Aleja, que había estado escuchando con atención, corrió hacia su madre y se abrazó a ella.

—¡Quiero ir contigo!

—No, Aleja. —Carmen forcejeó un instante en un intento de liberar los brazos y consolar a su hija, pero su captor no cedió—. No, no te preocupes, cariño. Volveré pronto. Pero…

—¡Nooooo! —La voz de Aleja se convirtió en un gemido sin palabras.

—Se lo está poniendo peor a la niña, señora —apuntó uno de los hombres, que no había hablado hasta entonces—. Díganos dónde está Llorente. Ahórrese el mal trago.

—No lo sé —repitió Carmen, profundamente agradecida por estar diciendo la verdad e intentando olvidar que Gonzalo tal vez se hallaría en la catedral de San Isidro al cabo de unas pocas horas. Advirtió con súbita y fría claridad que si amenazaban con lastimar a Aleja sin duda les revelaría cuanto quisieran saber—. Por favor —repitió, tratando de controlar el temblor de su voz—. Permitan que se la lleve a la vecina. ¡Déjenme decirle a alguien lo que ha pasado, para que vengan a por ella! ¡Por favor!

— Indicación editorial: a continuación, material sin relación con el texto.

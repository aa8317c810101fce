//! Word-aligned bitstream reader

use byteorder::{BigEndian, ByteOrder};
use halftone_core::consts::WORD_BITS;
use halftone_core::{CodecError, CodecResult};
use std::io::{ErrorKind, Read};

const WORD_BYTES: usize = WORD_BITS / 8;

/// Reads 32-bit big-endian payload words one at a time
pub struct WordReader<R: Read> {
    reader: R,
    words_read: usize,
}

impl<R: Read> WordReader<R> {
    pub fn new(reader: R) -> Self {
        Self {
            reader,
            words_read: 0,
        }
    }

    /// Next word, or `None` at a clean end of stream
    ///
    /// A stream that ends in the middle of a word is rejected.
    pub fn next_word(&mut self) -> CodecResult<Option<u32>> {
        let mut buf = [0u8; WORD_BYTES];
        let mut filled = 0;
        while filled < WORD_BYTES {
            match self.reader.read(&mut buf[filled..]) {
                Ok(0) => break,
                Ok(n) => filled += n,
                Err(e) if e.kind() == ErrorKind::Interrupted => continue,
                Err(e) => return Err(e.into()),
            }
        }

        match filled {
            0 => Ok(None),
            WORD_BYTES => {
                self.words_read += 1;
                Ok(Some(BigEndian::read_u32(&buf)))
            }
            n => Err(CodecError::InvalidBitstream(format!(
                "payload ends with a partial word ({} of {} bytes)",
                n, WORD_BYTES
            ))),
        }
    }

    pub fn words_read(&self) -> usize {
        self.words_read
    }

    pub fn into_inner(self) -> R {
        self.reader
    }
}

impl<R: Read> Iterator for WordReader<R> {
    type Item = CodecResult<u32>;

    fn next(&mut self) -> Option<Self::Item> {
        self.next_word().transpose()
    }
}

#[cfg(test)]
mod tests {
    use super::*;
    use std::io::Cursor;

    #[test]
    fn test_read_words() {
        let data = vec![0xDE, 0xAD, 0xBE, 0xEF, 0x00, 0x00, 0x00, 0x01];
        let mut reader = WordReader::new(Cursor::new(data));

        assert_eq!(reader.next_word().unwrap(), Some(0xDEADBEEF));
        assert_eq!(reader.next_word().unwrap(), Some(1));
        assert_eq!(reader.next_word().unwrap(), None);
        assert_eq!(reader.words_read(), 2);
    }

    #[test]
    fn test_partial_word_rejected() {
        let data = vec![0x12, 0x34, 0x56, 0x78, 0x9A];
        let words: Vec<_> = WordReader::new(Cursor::new(data)).collect();
        assert_eq!(words.len(), 2);
        assert_eq!(words[0].as_ref().unwrap(), &0x12345678);
        assert!(matches!(words[1], Err(CodecError::InvalidBitstream(_))));
    }
}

Aleja advirtió que el pánico de su madre era cada vez mayor y gritó. Los guardias civiles se la estaban llevando. Los mismos guardias que le habían arrebatado a la tía Viviana y al tío Gonzalo. Se agarró a su madre hasta las escaleras, gritando y llorando, y oyó que su madre también lloraba, y entonces el oficial al mando ladró una orden, y la culata de un rifle cayó sobre su cabeza, y el mundo explotó y se quedó todo negro.